EXERCISE:
Please state how many lines of the listing contain the word "seed", giving the number by itself.

DATA PROVIDED:
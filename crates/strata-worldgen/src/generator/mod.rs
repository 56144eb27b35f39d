//! The level generator contract and depth-based generator selection.
//!
//! Every depth-specific generator binds a level's seed, noise and RNG at
//! construction, then runs its phases exactly once through
//! [`LevelGenerator::generate`], which consumes the generator.

mod cloud;
mod overworld;
mod underworld;

use std::sync::Arc;

use strata_level::{Level, LevelInfo, Tile};
use tracing::debug;

use crate::error::WorldgenError;
use crate::falloff::EdgeFalloff;
use crate::progress::{ProgressSink, phase_label};
use crate::seed::{LevelRng, NoiseSource};

pub use cloud::{CloudGenerator, CloudParams};
pub use overworld::{OverworldGenerator, OverworldParams};
pub use underworld::{OreVein, UnderworldGenerator, UnderworldParams};

/// Deepest level with a generator.
pub const DEEPEST_DEPTH: i32 = -3;
/// Highest level with a generator.
pub const HIGHEST_DEPTH: i32 = 1;

/// Per-level state shared by all generator variants.
pub struct GeneratorContext {
    info: LevelInfo,
    noise: NoiseSource,
    rng: LevelRng,
    progress: Arc<dyn ProgressSink>,
}

impl GeneratorContext {
    /// Bind the noise and RNG for `info.seed`.
    pub fn new(info: LevelInfo, progress: Arc<dyn ProgressSink>) -> Self {
        Self {
            info,
            noise: NoiseSource::new(info.seed),
            rng: LevelRng::new(info.seed),
            progress,
        }
    }

    pub fn info(&self) -> LevelInfo {
        self.info
    }

    pub fn depth(&self) -> i32 {
        self.info.depth
    }

    /// Split borrow of the noise source and the RNG.
    pub fn sources(&mut self) -> (&NoiseSource, &mut LevelRng) {
        (&self.noise, &mut self.rng)
    }

    /// Edge falloff for this level's dimensions.
    pub fn falloff(&self, bonus: f64) -> EdgeFalloff {
        EdgeFalloff::new(self.info.width, self.info.height, bonus)
    }

    /// Notify the progress sink that `phase` has started.
    pub fn notify(&self, phase: &str, fraction: f64) {
        debug!(depth = self.info.depth, phase, "generation phase");
        self.progress.notify(&phase_label(self.info.depth, phase), fraction);
    }
}

/// The lifecycle every depth-specific generator implements.
pub trait LevelGenerator {
    /// Shared per-level state.
    fn context(&self) -> &GeneratorContext;

    /// Elevation bonus applied in the edge ring of the level.
    fn edge_bonus(&self) -> f64;

    /// Out-of-bounds sentinel for levels built by [`LevelGenerator::new_level`].
    fn boundary(&self) -> Tile;

    /// Depth-specific phases, run once after the common "forming" notification.
    fn generate_more(&mut self, level: &mut Level);

    fn depth(&self) -> i32 {
        self.context().depth()
    }

    /// Create an empty level matching this generator's bound properties.
    fn new_level(&self) -> Result<Level, WorldgenError> {
        Ok(Level::with_boundary(self.context().info(), self.boundary())?)
    }

    /// Populate `level`.
    ///
    /// # Errors
    ///
    /// Returns [`WorldgenError::LevelMismatch`] before touching the grid if
    /// `level` is not the level this generator was built for, and
    /// [`WorldgenError::BoundaryMismatch`] if its out-of-bounds tile is not
    /// [`LevelGenerator::boundary`]. Erosion and smoothing read past the edge,
    /// so the sentinel is part of the output.
    fn generate(mut self, level: &mut Level) -> Result<(), WorldgenError>
    where
        Self: Sized,
    {
        let expected = self.context().info();
        if level.info() != expected {
            return Err(WorldgenError::LevelMismatch {
                expected,
                actual: level.info(),
            });
        }
        if level.boundary() != self.boundary() {
            return Err(WorldgenError::BoundaryMismatch {
                expected: self.boundary(),
                actual: level.boundary(),
            });
        }

        self.context().notify("FORMING", 0.0);
        self.generate_more(level);
        Ok(())
    }
}

/// One concrete generator per supported depth.
pub enum Generator {
    Overworld(OverworldGenerator),
    Underworld(UnderworldGenerator),
    Cloud(CloudGenerator),
}

impl LevelGenerator for Generator {
    fn context(&self) -> &GeneratorContext {
        match self {
            Generator::Overworld(g) => g.context(),
            Generator::Underworld(g) => g.context(),
            Generator::Cloud(g) => g.context(),
        }
    }

    fn edge_bonus(&self) -> f64 {
        match self {
            Generator::Overworld(g) => g.edge_bonus(),
            Generator::Underworld(g) => g.edge_bonus(),
            Generator::Cloud(g) => g.edge_bonus(),
        }
    }

    fn boundary(&self) -> Tile {
        match self {
            Generator::Overworld(g) => g.boundary(),
            Generator::Underworld(g) => g.boundary(),
            Generator::Cloud(g) => g.boundary(),
        }
    }

    fn generate_more(&mut self, level: &mut Level) {
        match self {
            Generator::Overworld(g) => g.generate_more(level),
            Generator::Underworld(g) => g.generate_more(level),
            Generator::Cloud(g) => g.generate_more(level),
        }
    }
}

/// Select the generator for a level by its depth.
///
/// Depth 1 is the cloud layer, 0 the surface, -1 to -3 the underworld.
///
/// # Errors
///
/// Returns [`WorldgenError::UnknownDepth`] for any other depth. This is a
/// configuration error and must not be retried.
pub fn select_generator(
    info: LevelInfo,
    progress: Arc<dyn ProgressSink>,
) -> Result<Generator, WorldgenError> {
    let ctx = GeneratorContext::new(info, progress);
    match info.depth {
        1 => Ok(Generator::Cloud(CloudGenerator::new(ctx, CloudParams::default()))),
        0 => Ok(Generator::Overworld(OverworldGenerator::new(
            ctx,
            OverworldParams::default(),
        ))),
        depth @ DEEPEST_DEPTH..=-1 => {
            let params = UnderworldParams::for_depth(depth)
                .ok_or(WorldgenError::UnknownDepth(depth))?;
            Ok(Generator::Underworld(UnderworldGenerator::new(ctx, params)))
        }
        depth => Err(WorldgenError::UnknownDepth(depth)),
    }
}

/// Convenience: select the generator for `info`, build its level and generate it.
pub fn generate_level(
    info: LevelInfo,
    progress: Arc<dyn ProgressSink>,
) -> Result<Level, WorldgenError> {
    let generator = select_generator(info, progress)?;
    let mut level = generator.new_level()?;
    generator.generate(&mut level)?;
    Ok(level)
}
//! Iterator extension trait

use crate::enumerate::{Monitor, MonitoredEnumerate};
use crate::partition::partition;
use crate::signals::MonitorError;
use crate::sink::ProgressSink;
use crate::tap::{tap, SideEffectTap};
use crate::take::{bounded_take, BoundedTake};

/// Method-call forms of the crate's helpers.
pub trait IterExt: Iterator + Sized {
    /// [`crate::monitored_enumerate`] on `self`.
    fn monitored(self) -> Result<MonitoredEnumerate<Self>, MonitorError> {
        Monitor::new().enumerate(self)
    }

    /// Monitored enumeration with explicit options.
    fn monitored_with<S: ProgressSink + Send + 'static>(
        self,
        monitor: Monitor<S>,
    ) -> Result<MonitoredEnumerate<Self>, MonitorError> {
        monitor.enumerate(self)
    }

    /// At most the first `n` items.
    fn bounded_take(self, n: usize) -> BoundedTake<Self> {
        bounded_take(self, n)
    }

    /// Call `f(index, &item)` on every item as it passes through.
    fn tap_each<F>(self, f: F) -> SideEffectTap<Self, F>
    where
        F: FnMut(usize, &Self::Item),
    {
        tap(self, f)
    }

    /// Split into `(matching, rest)`, consuming `self`.
    fn split_by<P>(self, pred: P) -> (Vec<Self::Item>, Vec<Self::Item>)
    where
        P: FnMut(&Self::Item) -> bool,
    {
        partition(self, pred)
    }
}

impl<I: Iterator> IterExt for I {}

EXERCISE OUTPUT:
5